Read more: 11 Tips You Need When Cooking With Pork
Chicken parmesan is an all-around favorite dish, but if you use veal instead of chicken, you'll be taking the recipe to new heights. Luckily, we have just the recipe: a crispy baked veal Parmesan, where the Italian seasonings within it exalt the veal in the most delicious way. The Parmesan certainly doesn't hurt, either.
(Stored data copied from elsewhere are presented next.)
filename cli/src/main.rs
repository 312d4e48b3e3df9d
//! CLI entrypoint for briefdesk
//!
//! This is the main binary that wires together all layers using
//! dependency injection.

use anyhow::{Context, Result};
use brief_application::{
    BeginIntakeUseCase, ComposeDetailsUseCase, NoSubmissionLogger, SubmissionLogger,
    SubmitBriefOutput, SubmitBriefUseCase,
};
use brief_domain::{Catalog, Category, OutputFormat};
use brief_infrastructure::{
    ConfigLoader, FileConfig, InMemoryCorrelationStore, JsonlSubmissionArchive, WebhookBriefSink,
};
use brief_presentation::{AnswersFile, Cli, ConsoleFormatter, IntakeWizard};
use clap::Parser;
use std::io;
use std::path::Path;
use std::sync::Arc;
use std::time::Duration;
use tracing::{info, warn};
use tracing_subscriber::EnvFilter;

#[tokio::main]
async fn main() -> Result<()> {
    let cli = Cli::parse();

    // Initialize logging based on verbosity level
    let filter = match (cli.quiet, cli.verbose) {
        (true, _) => EnvFilter::new("error"),
        (_, 0) => EnvFilter::new("warn"),
        (_, 1) => EnvFilter::new("info"),
        (_, 2) => EnvFilter::new("debug"),
        _ => EnvFilter::new("trace"), // -vvv or more
    };

    tracing_subscriber::fmt()
        .with_env_filter(filter)
        .with_target(false)
        .init();

    if cli.show_config {
        ConfigLoader::print_config_sources();
        return Ok(());
    }

    info!("Starting briefdesk");

    // Load configuration
    let config = if cli.no_config {
        ConfigLoader::load_defaults()
    } else {
        ConfigLoader::load(cli.config.as_ref())
            .map_err(|e| *e)
            .context("failed to load configuration")?
    };

    for issue in config.validate() {
        warn!("{}", issue.message);
    }

    if !config.output.color {
        colored::control::set_override(false);
    }

    // The catalog is fixed content; a build failure means colliding ids
    // and there is nothing useful to do but stop.
    let catalog = Arc::new(Catalog::standard().context("invalid question catalog")?);

    if let Some(selection) = &cli.show_questions {
        match selection {
            Some(services) => print_composed_questions(&catalog, services)?,
            None => print_questions(&catalog),
        }
        return Ok(());
    }

    // === Dependency Injection ===
    let correlation = Arc::new(InMemoryCorrelationStore::new());

    let logger: Arc<dyn SubmissionLogger> = if config.archive.enabled {
        match JsonlSubmissionArchive::new(&config.archive.path) {
            Some(archive) => {
                info!("Archiving briefs to {}", archive.path().display());
                Arc::new(archive)
            }
            None => Arc::new(NoSubmissionLogger),
        }
    } else {
        Arc::new(NoSubmissionLogger)
    };

    let begin = BeginIntakeUseCase::new(catalog.clone());

    let mut compose = ComposeDetailsUseCase::new(catalog.clone(), correlation.clone());
    if let Some(user) = submitted_by(&cli, &config) {
        compose = compose.with_submitted_by(user);
    }

    let submit = match webhook_sink(&cli, &config) {
        Some(sink) => SubmitBriefUseCase::new(
            catalog.clone(),
            correlation.clone(),
            Arc::new(sink),
            logger.clone(),
        ),
        None => SubmitBriefUseCase::<WebhookBriefSink>::without_delivery(
            catalog.clone(),
            correlation.clone(),
            logger.clone(),
        ),
    };

    // Run the intake, scripted or interactive
    let result = match &cli.answers {
        Some(path) => run_headless(path, &begin, &compose, &submit).await?,
        None => {
            let mut wizard = IntakeWizard::new(io::stdin().lock(), io::stdout());
            if let Some(organization) = &config.intake.organization {
                wizard = wizard.with_organization(organization.clone());
            }
            wizard.run(&begin, &compose, &submit).await?
        }
    };

    // Output the completed brief
    let format = cli
        .output
        .map(OutputFormat::from)
        .or(config.output.format)
        .unwrap_or_default();

    let output = match format {
        OutputFormat::Full => ConsoleFormatter::format(&catalog, &result),
        OutputFormat::Summary => ConsoleFormatter::format_summary(&result),
        OutputFormat::Json => ConsoleFormatter::format_json(&result.submission),
    };

    println!("{}", output);

    Ok(())
}

/// Who the brief should be attributed to: flag, then config, then $USER.
fn submitted_by(cli: &Cli, config: &FileConfig) -> Option<String> {
    cli.submitted_by
        .clone()
        .or_else(|| config.intake.submitted_by.clone())
        .or_else(|| std::env::var("USER").ok())
}

/// Build the webhook sink, if delivery is wanted at all.
///
/// `--webhook-url` wins over the configuration; `--dry-run` disables
/// delivery no matter what is configured.
fn webhook_sink(cli: &Cli, config: &FileConfig) -> Option<WebhookBriefSink> {
    if cli.dry_run {
        return None;
    }

    let url = cli.webhook_url.clone().or_else(|| {
        if config.webhook.enabled {
            config.webhook.url.clone()
        } else {
            None
        }
    })?;

    let mut sink = WebhookBriefSink::new(url)
        .with_timeout(Duration::from_secs(config.webhook.timeout_secs));
    if let Some(secret) = &config.webhook.secret {
        sink = sink.with_secret(secret.clone());
    }
    Some(sink)
}

async fn run_headless(
    path: &Path,
    begin: &BeginIntakeUseCase,
    compose: &ComposeDetailsUseCase,
    submit: &SubmitBriefUseCase<WebhookBriefSink>,
) -> Result<SubmitBriefOutput> {
    let answers = AnswersFile::load(path)?;

    let opened = begin.execute();
    let mut session = opened.session;

    let details = compose
        .execute(&mut session, answers.opening)
        .context("opening answers failed validation")?;
    info!("Composed details for: {}", details.summary);

    let result = submit
        .execute(&mut session, &details.token, &answers.answers)
        .await?;
    Ok(result)
}

/// Preview the details page a given service selection would compose.
fn print_composed_questions(catalog: &Catalog, services: &str) -> Result<()> {
    let mut categories: Vec<Category> = Vec::new();
    for token in services.split(',') {
        let token = token.trim();
        if token.is_empty() {
            continue;
        }
        let category = token.parse::<Category>().map_err(anyhow::Error::msg)?;
        if !categories.contains(&category) {
            categories.push(category);
        }
    }

    let details = catalog
        .compose(&categories)
        .context("cannot compose a details page")?;
    println!("Details page for: {}", details.summary());
    for block in details.blocks() {
        println!("  {} [{}]", block.label, block.block_id);
    }
    Ok(())
}

/// Dump the whole catalog in form order, with block ids.
fn print_questions(catalog: &Catalog) {
    let opening = catalog.opening_page();
    println!("{}:", opening.title);
    for block in &opening.blocks {
        println!("  {} [{}]", block.label, block.block_id);
    }

    for category in Category::all() {
        let exclusive = catalog.exclusive_block(category);
        let extras = catalog.extra_blocks(category);
        if exclusive.is_none() && extras.is_empty() {
            continue;
        }
        println!();
        println!("{}:", category.label());
        if let Some(block) = exclusive {
            println!("  {} [{}]", block.label, block.block_id);
        }
        for block in extras {
            println!("  {} [{}]", block.label, block.block_id);
        }
    }

    println!();
    println!("Shared (asked once per brief):");
    for rule in catalog.shared_rules() {
        let applies = rule
            .applicable_categories()
            .map(|c| c.label())
            .collect::<Vec<_>>()
            .join(", ");
        println!("  {} [{}] - {}", rule.block.label, rule.block.block_id, applies);
    }
}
To prepare this, coat your veal cutlets in beaten eggs, flour, cornflakes, panko bread crumbs, and Parmesan, along with dried basil and garlic powder seasoning, before baking them for 10 minutes at 500 degrees Fahrenheit. Meanwhile, combine your can of tomatoes with more garlic powder, dried basil, salt, sugar, and onion powder. Cook the mixture, spread it across the bottom of a baking dish, and place the veal cutlets on top, along with some more Parmesan, sauce, and some sliced mozzarella. Then bake the veal for another 10 minutes at 350 degrees Fahrenheit and finish off the dish by broiling it to brown the cheese. The steps required for this recipe can take longer than it looks, but the result is a worthy introduction to the world of veal.
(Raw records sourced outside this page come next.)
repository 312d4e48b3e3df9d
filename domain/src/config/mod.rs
//! Configuration value objects for the domain layer
//!
//! These are domain concepts related to configuration that are
//! used across multiple layers.

mod output_format;

pub use output_format::OutputFormat;
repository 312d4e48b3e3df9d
//! Domain layer for briefdesk
//!
//! This crate contains the core business logic, entities, and value objects.
//! It has no dependencies on infrastructure or presentation concerns.
//!
//! # Core Concepts
//!
//! ## Catalog
//!
//! The immutable registry of everything the intake can ask: per-category
//! exclusive questions, shared questions with applicability sets, and
//! per-category extra groups. Built once at startup; id collisions are
//! configuration errors, not runtime surprises.
//!
//! ## Compose / Extract
//!
//! Two pure functions bracket the questionnaire round-trip:
//!
//! - **Compose**: selected categories → ordered, de-duplicated question
//!   blocks (exclusive, then shared once each, then extra groups)
//! - **Extract**: raw submitted values + the original selection → the
//!   structured [`BriefSubmission`], grouped by category and section

pub mod catalog;
pub mod compose;
pub mod config;
pub mod extract;
pub mod intake;

// Re-export commonly used types
pub use catalog::{
    Catalog, CatalogBuilder, CatalogError, Category, ChoiceOption, FormPage, InputKind,
    QuestionBlock, SharedRule, opening,
};
pub use compose::{ComposeError, ComposedDetails};
pub use config::OutputFormat;
pub use extract::{AnswerSheet, AnswerValue, BriefSubmission, FieldAnswers, RawAnswer};
pub use intake::{
    DATE_FORMAT, FieldError, FieldErrors, IntakeSession, IntakeStage, OpeningDraft, Selection,
};
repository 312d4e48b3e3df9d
//! Headless answer loading
//!
//! A single JSON document drives an intake run without prompts:
//!
//! ```json
//! {
//!   "opening": {
//!     "company_name": "Acme Corp",
//!     "project_name": "Rebrand",
//!     "date": "2025-03-01",
//!     "categories": ["Naming"]
//!   },
//!   "answers": {
//!     "naming_complexity_level_block": { "complexity_level": "Tier 2" },
//!     "advertisement_platform_block": { "platforms": ["Facebook"] }
//!   }
//! }
//! ```
//!
//! The `answers` map uses the same block and field ids the catalog
//! declares; unknown ids are carried along and ignored by extraction.

use std::path::Path;

use brief_domain::{AnswerSheet, OpeningDraft};
use serde::Deserialize;
use thiserror::Error;

#[derive(Debug, Error)]
pub enum AnswersFileError {
    #[error("failed to read answers file {path}: {source}")]
    Io {
        path: String,
        #[source]
        source: std::io::Error,
    },

    #[error("failed to parse answers file {path}: {source}")]
    Parse {
        path: String,
        #[source]
        source: serde_json::Error,
    },
}

/// Both pages of an intake, answered up front
#[derive(Debug, Clone, Default, Deserialize)]
pub struct AnswersFile {
    #[serde(default)]
    pub opening: OpeningDraft,
    #[serde(default)]
    pub answers: AnswerSheet,
}

impl AnswersFile {
    pub fn load(path: &Path) -> Result<Self, AnswersFileError> {
        let text = std::fs::read_to_string(path).map_err(|source| AnswersFileError::Io {
            path: path.display().to_string(),
            source,
        })?;
        serde_json::from_str(&text).map_err(|source| AnswersFileError::Parse {
            path: path.display().to_string(),
            source,
        })
    }
}

#[cfg(test)]
mod tests {
    use super::*;
    use std::io::Write;

    const SAMPLE: &str = r#"{
        "opening": {
            "company_name": "Acme Corp",
            "project_name": "Rebrand",
            "date": "2025-03-01",
            "categories": ["Naming"]
        },
        "answers": {
            "naming_complexity_level_block": { "complexity_level": "Tier 2" }
        }
    }"#;

    #[test]
    fn test_load_parses_both_pages() {
        let mut file = tempfile::NamedTempFile::new().unwrap();
        file.write_all(SAMPLE.as_bytes()).unwrap();

        let answers = AnswersFile::load(file.path()).unwrap();
        assert_eq!(answers.opening.company_name, "Acme Corp");
        assert_eq!(answers.opening.categories, vec!["Naming"]);
        assert!(
            answers
                .answers
                .contains_block("naming_complexity_level_block")
        );
    }

    #[test]
    fn test_missing_sections_default_to_empty() {
        let answers: AnswersFile = serde_json::from_str("{}").unwrap();
        assert!(answers.opening.company_name.is_empty());
        assert!(answers.answers.is_empty());
    }

    #[test]
    fn test_missing_file_reports_path() {
        let err = AnswersFile::load(Path::new("/nonexistent/answers.json")).unwrap_err();
        assert!(err.to_string().contains("/nonexistent/answers.json"));
    }

    #[test]
    fn test_malformed_json_is_a_parse_error() {
        let mut file = tempfile::NamedTempFile::new().unwrap();
        file.write_all(b"{ not json").unwrap();

        let err = AnswersFile::load(file.path()).unwrap_err();
        assert!(matches!(err, AnswersFileError::Parse { .. }));
    }
}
There aren't a ton of recipes that call for tarragon –- oregano, thyme, and rosemary are the usual suspects. But tarragon is just as good, and it would be a shame to neglect it and miss out on its mildly sweet flavor with hints of anise. As it happens, tarragon also goes extremely well with veal, especially in this morel and tarragon veal marsala recipe.
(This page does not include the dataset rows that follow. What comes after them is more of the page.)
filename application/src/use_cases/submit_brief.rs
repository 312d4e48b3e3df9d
//! Submit Brief use case
//!
//! Reclaims the stashed selection, extracts the structured brief from the
//! submitted answers, stamps it, and hands it to the configured sink.
//! Delivery failure is an outcome, not an error: the brief is already
//! complete at that point and must survive a broken endpoint.

use std::sync::Arc;

use brief_domain::{AnswerSheet, BriefSubmission, Catalog, IntakeSession};
use chrono::{SecondsFormat, Utc};
use serde_json::{Value, json};
use thiserror::Error;
use tracing::{debug, info, warn};

use crate::ports::brief_sink::BriefSink;
use crate::ports::correlation::{CorrelationStore, CorrelationToken};
use crate::ports::submission_log::{SubmissionEvent, SubmissionLogger};

/// Errors that can occur while accepting a details submission
#[derive(Error, Debug)]
pub enum SubmitBriefError {
    /// The token was never issued, or its selection was already consumed.
    #[error("unknown or already-used submission token")]
    UnknownToken,
}

/// What happened to the completed brief downstream
#[derive(Debug, Clone, PartialEq, Eq)]
pub enum DeliveryOutcome {
    /// The sink accepted the brief
    Delivered,
    /// No sink configured (dry run or webhook disabled)
    Skipped,
    /// The sink refused or could not be reached
    Failed(String),
}

impl DeliveryOutcome {
    pub fn as_str(&self) -> &str {
        match self {
            DeliveryOutcome::Delivered => "delivered",
            DeliveryOutcome::Skipped => "skipped",
            DeliveryOutcome::Failed(_) => "failed",
        }
    }

    pub fn is_failed(&self) -> bool {
        matches!(self, DeliveryOutcome::Failed(_))
    }
}

/// Output of the SubmitBrief use case
#[derive(Debug, Clone)]
pub struct SubmitBriefOutput {
    pub submission: BriefSubmission,
    pub delivery: DeliveryOutcome,
}

/// Use case for accepting the details submission and finishing the intake
pub struct SubmitBriefUseCase<S: BriefSink + 'static> {
    catalog: Arc<Catalog>,
    correlation: Arc<dyn CorrelationStore>,
    sink: Option<Arc<S>>,
    logger: Arc<dyn SubmissionLogger>,
}

impl<S: BriefSink + 'static> SubmitBriefUseCase<S> {
    pub fn new(
        catalog: Arc<Catalog>,
        correlation: Arc<dyn CorrelationStore>,
        sink: Arc<S>,
        logger: Arc<dyn SubmissionLogger>,
    ) -> Self {
        Self {
            catalog,
            correlation,
            sink: Some(sink),
            logger,
        }
    }

    /// Build a use case that produces and archives the brief without
    /// delivering it anywhere.
    pub fn without_delivery(
        catalog: Arc<Catalog>,
        correlation: Arc<dyn CorrelationStore>,
        logger: Arc<dyn SubmissionLogger>,
    ) -> Self {
        Self {
            catalog,
            correlation,
            sink: None,
            logger,
        }
    }

    pub async fn execute(
        &self,
        session: &mut IntakeSession,
        token: &CorrelationToken,
        answers: &AnswerSheet,
    ) -> Result<SubmitBriefOutput, SubmitBriefError> {
        let Some(selection) = self.correlation.reclaim(token) else {
            warn!(token = %token, "Rejected details submission with unknown token");
            return Err(SubmitBriefError::UnknownToken);
        };

        let mut submission = self.catalog.extract(&selection, answers);
        submission.submitted_at = Some(Utc::now().to_rfc3339_opts(SecondsFormat::Secs, true));

        let delivery = match &self.sink {
            None => {
                debug!("No sink configured; skipping delivery");
                DeliveryOutcome::Skipped
            }
            Some(sink) => match sink.deliver(&submission).await {
                Ok(()) => {
                    info!(company = %submission.company_name, "Brief delivered");
                    DeliveryOutcome::Delivered
                }
                Err(e) => {
                    warn!(error = %e, "Brief delivery failed; submission retained");
                    DeliveryOutcome::Failed(e.to_string())
                }
            },
        };

        self.logger.record(SubmissionEvent::new(
            "brief_submitted",
            json!({
                "delivery": delivery.as_str(),
                "submission": serde_json::to_value(&submission).unwrap_or(Value::Null),
            }),
        ));
        session.mark_submitted();

        Ok(SubmitBriefOutput {
            submission,
            delivery,
        })
    }
}

#[cfg(test)]
mod tests {
    use super::*;
    use crate::ports::brief_sink::SinkError;
    use brief_domain::{Category, IntakeStage, OpeningDraft, Selection};
    use std::collections::HashMap;
    use std::sync::Mutex;

    struct TestStore {
        entries: Mutex<HashMap<String, Selection>>,
    }

    impl TestStore {
        fn with_selection(token: &str, selection: Selection) -> Arc<Self> {
            Arc::new(Self {
                entries: Mutex::new(HashMap::from([(token.to_string(), selection)])),
            })
        }
    }

    impl CorrelationStore for TestStore {
        fn stash(&self, _selection: Selection) -> CorrelationToken {
            unimplemented!("tests seed the store directly")
        }

        fn reclaim(&self, token: &CorrelationToken) -> Option<Selection> {
            self.entries.lock().unwrap().remove(token.as_str())
        }
    }

    #[derive(Default)]
    struct RecordingSink {
        deliveries: Mutex<Vec<BriefSubmission>>,
    }

    #[async_trait::async_trait]
    impl BriefSink for RecordingSink {
        async fn deliver(&self, submission: &BriefSubmission) -> Result<(), SinkError> {
            self.deliveries.lock().unwrap().push(submission.clone());
            Ok(())
        }
    }

    struct FailingSink;

    #[async_trait::async_trait]
    impl BriefSink for FailingSink {
        async fn deliver(&self, _submission: &BriefSubmission) -> Result<(), SinkError> {
            Err(SinkError::Rejected("HTTP 500".into()))
        }
    }

    #[derive(Default)]
    struct RecordingLogger {
        events: Mutex<Vec<(&'static str, Value)>>,
    }

    impl SubmissionLogger for RecordingLogger {
        fn record(&self, event: SubmissionEvent) {
            self.events
                .lock()
                .unwrap()
                .push((event.event_type, event.payload));
        }
    }

    fn naming_selection() -> Selection {
        Selection {
            company_name: "Acme".into(),
            project_name: "Rebrand".into(),
            date: "2025-06-01".into(),
            categories: vec![Category::Naming],
            submitted_by: Some("mwallace".into()),
        }
    }

    fn composed_session() -> IntakeSession {
        let mut session = IntakeSession::new();
        session
            .submit_opening(OpeningDraft {
                company_name: "Acme".into(),
                project_name: "Rebrand".into(),
                date: "2025-06-01".into(),
                categories: vec!["Naming".into()],
            })
            .unwrap();
        session.mark_composed();
        session
    }

    fn answers() -> AnswerSheet {
        let mut sheet = AnswerSheet::new();
        sheet.set_value("naming_complexity_level_block", "complexity_level", "Tier 2");
        sheet
    }

    #[tokio::test]
    async fn test_submit_delivers_and_finishes_session() {
        let store = TestStore::with_selection("t1", naming_selection());
        let sink = Arc::new(RecordingSink::default());
        let logger = Arc::new(RecordingLogger::default());
        let use_case = SubmitBriefUseCase::new(
            Arc::new(Catalog::standard().unwrap()),
            store,
            sink.clone(),
            logger.clone(),
        );

        let mut session = composed_session();
        let output = use_case
            .execute(&mut session, &CorrelationToken::new("t1"), &answers())
            .await
            .unwrap();

        assert_eq!(output.delivery, DeliveryOutcome::Delivered);
        assert_eq!(session.stage(), IntakeStage::Submitted);
        assert!(output.submission.submitted_at.is_some());
        assert_eq!(output.submission.submitted_by.as_deref(), Some("mwallace"));

        let deliveries = sink.deliveries.lock().unwrap();
        assert_eq!(deliveries.len(), 1);
        assert_eq!(deliveries[0].company_name, "Acme");

        let events = logger.events.lock().unwrap();
        assert_eq!(events.len(), 1);
        assert_eq!(events[0].0, "brief_submitted");
        assert_eq!(events[0].1["delivery"], "delivered");
        assert_eq!(events[0].1["submission"]["project_name"], "Rebrand");
    }

    #[tokio::test]
    async fn test_token_is_single_use() {
        let store = TestStore::with_selection("t1", naming_selection());
        let use_case = SubmitBriefUseCase::new(
            Arc::new(Catalog::standard().unwrap()),
            store,
            Arc::new(RecordingSink::default()),
            Arc::new(RecordingLogger::default()),
        );

        let token = CorrelationToken::new("t1");
        let mut session = composed_session();
        use_case
            .execute(&mut session, &token, &answers())
            .await
            .unwrap();

        let mut replay = composed_session();
        let err = use_case
            .execute(&mut replay, &token, &answers())
            .await
            .unwrap_err();
        assert!(matches!(err, SubmitBriefError::UnknownToken));
        assert_eq!(replay.stage(), IntakeStage::DetailsComposed);
    }

    #[tokio::test]
    async fn test_delivery_failure_is_an_outcome_not_an_error() {
        let store = TestStore::with_selection("t1", naming_selection());
        let logger = Arc::new(RecordingLogger::default());
        let use_case = SubmitBriefUseCase::new(
            Arc::new(Catalog::standard().unwrap()),
            store,
            Arc::new(FailingSink),
            logger.clone(),
        );

        let mut session = composed_session();
        let output = use_case
            .execute(&mut session, &CorrelationToken::new("t1"), &answers())
            .await
            .unwrap();

        assert!(output.delivery.is_failed());
        // The intake still completed; only delivery went wrong.
        assert_eq!(session.stage(), IntakeStage::Submitted);
        assert_eq!(
            output.submission.category_answer(Category::Naming, "complexity_level"),
            Some(&brief_domain::AnswerValue::single("Tier 2"))
        );
        let events = logger.events.lock().unwrap();
        assert_eq!(events[0].1["delivery"], "failed");
    }

    #[tokio::test]
    async fn test_without_delivery_skips_but_archives() {
        let store = TestStore::with_selection("t1", naming_selection());
        let logger = Arc::new(RecordingLogger::default());
        let use_case = SubmitBriefUseCase::<RecordingSink>::without_delivery(
            Arc::new(Catalog::standard().unwrap()),
            store,
            logger.clone(),
        );

        let mut session = composed_session();
        let output = use_case
            .execute(&mut session, &CorrelationToken::new("t1"), &answers())
            .await
            .unwrap();

        assert_eq!(output.delivery, DeliveryOutcome::Skipped);
        assert_eq!(logger.events.lock().unwrap().len(), 1);
    }
}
Start your preparations by rehydrating the morel mushrooms in beef stock and searing the veal cutlets. Then, just cook the morels in butter, Marsala wine, and the beef stock used to rehydrate the mushrooms. Once they're ready, add the tarragon, cream, and the veal cutlets. Although you can use pretty much any type of meat for this recipe, veal is especially ideal because it tends to be more tender than other meats, while beef, for example, risks turning into a chewy block of rubber in the midst of this creamy, suave sauce.
Rosemary And Thyme
Rosemary and thyme go so well together that there's even a song about it, along with parsley and sage. But the fact is, they also go well with veal, though the addition of this ingredient in the old folk song lyrics might not exactly roll off the tongue.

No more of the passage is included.